Мужчина теперь вовсе не выглядел сгорбленным и жалким. Разогнувшись и расправив широченные плечи, он почти задевал макушкой низкий потолок и, казалось, занимал собою все свободное пространство – Иннаре оставалось лишь совсем немного места у противоположной стены, где край уродливо длинной лавки больно врезался под колени. Дышать, и то получалось с трудом: в этой тесноте даже воздуху негде было поместиться.
Хозяин этаких роскошных хором неучтиво повернулся к Иннаре спиной, оперся здоровым бедром о край доски, заменявшей столешницу, вытащил из бочонка пробку, вымыл руки, с видимым наслаждением умылся и провел мокрой пятерней по вьющимся волосам. Иннара, не зная, куда себя деть, принялась выкладывать на стол спасенные фрукты. Их густой, тягучий аромат защекотал ноздри, и она украдкой поднесла к лицу ладонь, густо пропахшую апельсиновым соком.
– Голодная? – ухмыльнулся калека, вновь развернувшись к ней передом. – Угощайся.
Иннара не заставила себя упрашивать. Схватила апельсин, казавшийся самым мягким, разорвала ногтями тонкую кожуру и принялась прямо с нее поедать умопомрачительно вкусную, сочную мякоть. Сладкий сок пачкал губы, щеки и нос, противно стекал между пальцев, но Иннара жадно ела, не в силах остановиться ради такой мелочи, как культура поведения в обществе.

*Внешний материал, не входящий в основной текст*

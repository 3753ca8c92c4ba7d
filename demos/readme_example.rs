extern crate dense_index_set;
use dense_index_set::{DenseIndexSet, DenseSetError};

fn main() -> Result<(), DenseSetError> {
    let mut a: DenseIndexSet = DenseIndexSet::from_values(10, [1, 2, 3])?;
    let b: DenseIndexSet = DenseIndexSet::from_values(10, [2, 3, 4])?;

    // Prints {2, 3} {1, 2, 3, 4} {1, 4}
    println!("{} {} {}", &a & &b, &a | &b, &a ^ &b);

    a.difference_update([1, 3, 7])?;
    if !a.contains(1)? {
        println!("Value 1 is not in the set");
    }

    // Prints 2
    for v in &a {
        print!("{} ", v);
    }
    println!();

    if let Err(err) = a.add(10) {
        println!("{err}");
    }

    Ok(())
}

Не до культуры, когда от голода начинает темнеть в глазах.
Калека в немом изумлении вскинул черные, с крутым изломом брови, и уже открыл было рот – видимо, чтобы съязвить, но входная дверь в крысиную нору снова скрипнула, и на пороге возникла полноватая женщина с аппетитно благоухающей тарелкой.
– Явился уже? А я думала, ты ли топчешься, или послышалось…
Она осеклась на полуслове, увидев в полумраке кухни вовсе не своего соседа, а какую-то неизвестную тетку, и забавно выпучила глаза. У замершей от вида жареных каштанов, маленьких кукурузных початков, вяленых фиников и запеченных на огне моллюсков Иннары заурчало в животе. В следующий миг, не сговариваясь, они с калекой поменялись местами, вновь проехавшись друг по другу телами – она ринулась к рукомойнику, он – к сказочно щедрой незнакомке.
– Чур меня, – совладав с первым потрясением, гораздо тише сказала та. – Сперва показалось сослепу, что к тебе вернулась жена. А у тебя, выходит, гости?
Иннара, потянувшаяся было к бочонку, чтобы вытащить пробку, замерла, разрываясь между желанием услышать ответ и острой необходимостью смыть с кожи липкий апельсиновый сок.